Plusieurs hypothèses pourraient expliquer ce phénomène : un problème d'agitation lors du deuxième ajout

un mauvais ou un inefficace renouvellement de l'atmosphère lors du deuxième ajout une différence de température entre les réacteurs lors du deuxième ajout

une évolution différente de la biomasse lors du deuxième ajout

Des tests ultérieurs ont été réalisés pour tester les trois premières hypothèses sans succès (résultats qualitativement identiques obtenus sans agitation, concentration en oxygène inférieure à 1% dans l’espace de tête après renouvellement de l’atmosphère, variations de température inférieures à 0.8°C). Ainsi, la non-reproductibilité observée pourrait être liée à une évolution différente des biomasses méthanogènes entre les 8 réacteurs.

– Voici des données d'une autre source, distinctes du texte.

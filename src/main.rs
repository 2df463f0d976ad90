use anyhow::Result;
use axum::Router;
use sqlx::sqlite::SqlitePoolOptions;
use std::{fs, io::ErrorKind, path::Path, sync::Arc};
use tokio::net::TcpListener;
use tracing_subscriber::EnvFilter;

mod backends;
mod config;
mod errors;
mod handlers;
mod models;
mod routes;
mod services;
#[cfg(test)]
mod test_support;

use backends::{Backends, disk::DiskObjectStorage, sqlite::SqliteBackend};
use services::GatewayState;

#[tokio::main]
async fn main() -> Result<()> {
    // --- Logging setup ---
    tracing_subscriber::fmt()
        .with_env_filter(EnvFilter::from_default_env())
        .init();

    // --- Parse config + migrate flag ---
    let (cfg, migrate) = config::AppConfig::from_env_and_args()?;

    tracing::info!("Starting file-gateway with config: {:?}", cfg);

    // --- Ensure storage directory exists ---
    if !Path::new(&cfg.storage_dir).exists() {
        fs::create_dir_all(&cfg.storage_dir)?;
        tracing::info!("Created storage directory at {}", cfg.storage_dir);
    }

    // --- Initialize SQLite connection ---
    let db_url = &cfg.database_url;
    let db_path = db_url
        .trim_start_matches("sqlite://")
        .trim_start_matches("file:");
    tracing::debug!("Interpreted SQLite path => {}", db_path);

    if let Some(parent) = Path::new(db_path).parent() {
        if !parent.as_os_str().is_empty() && !parent.exists() {
            fs::create_dir_all(parent)?;
            tracing::info!("Created missing directory {:?}", parent);
        }
    }

    // SQLx does not create the database file by itself.
    if let Err(e) = fs::OpenOptions::new().create(true).append(true).open(db_path) {
        tracing::warn!("Failed to open {} manually: {}", db_path, e);
    }

    let db = Arc::new(
        SqlitePoolOptions::new()
            .max_connections(5)
            .connect(db_url)
            .await?,
    );
    let sqlite = Arc::new(SqliteBackend::new(db, cfg.default_quota_bytes));

    // --- Handle migration mode ---
    if migrate {
        let count = sqlite.migrate().await?;
        tracing::info!("Database migration complete ({} statements).", count);
        return Ok(()); // exit after migration
    }

    for user in &cfg.bootstrap_users {
        sqlite.ensure_user(user, user).await?;
    }

    // --- Initialize core services ---
    let backends = Backends {
        metadata: sqlite.clone(),
        permissions: sqlite.clone(),
        storage: Arc::new(DiskObjectStorage::new(&cfg.storage_dir)),
        quota: sqlite.clone(),
        users: sqlite.clone(),
        journal: sqlite,
    };
    let state = GatewayState::new(
        backends,
        cfg.max_permission_depth,
        cfg.transfer_settings(),
    );

    let recovered = state.transfers.recover().await?;
    if recovered > 0 {
        tracing::info!("Recovered {} unfinished transfers", recovered);
    }

    // --- Build router ---
    let app: Router = routes::routes::routes().with_state(state);

    // --- Start server ---
    let addr = cfg.addr();
    let listener = match TcpListener::bind(&addr).await {
        Ok(listener) => listener,
        Err(err)
            if err.kind() == ErrorKind::PermissionDenied
                && matches!(cfg.host.as_str(), "0.0.0.0" | "::") =>
        {
            let fallback_addr = format!("127.0.0.1:{}", cfg.port);
            tracing::warn!(
                "Permission denied binding to {} ({}). Falling back to {}",
                addr,
                err,
                fallback_addr
            );
            TcpListener::bind(&fallback_addr).await?
        }
        Err(err) => return Err(err.into()),
    };

    tracing::info!("Server listening on http://{}", listener.local_addr()?);
    axum::serve(listener, app).await?;

    Ok(())
}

Même si cette hypothèse reste à vérifier, pour garantir une répétabilité satisfaisante sur les résultats, un seul ajout de substrat sera réalisé par la suite sur un même inoculum.

Ainsi, malgré quelques incertitudes sur les bilans dues à des imprécisions analytiques, le banc d'essai permet de produire des résultats justes, répétables à condition de ne réaliser qu'un seul ajout de substrat sur un même inoculum.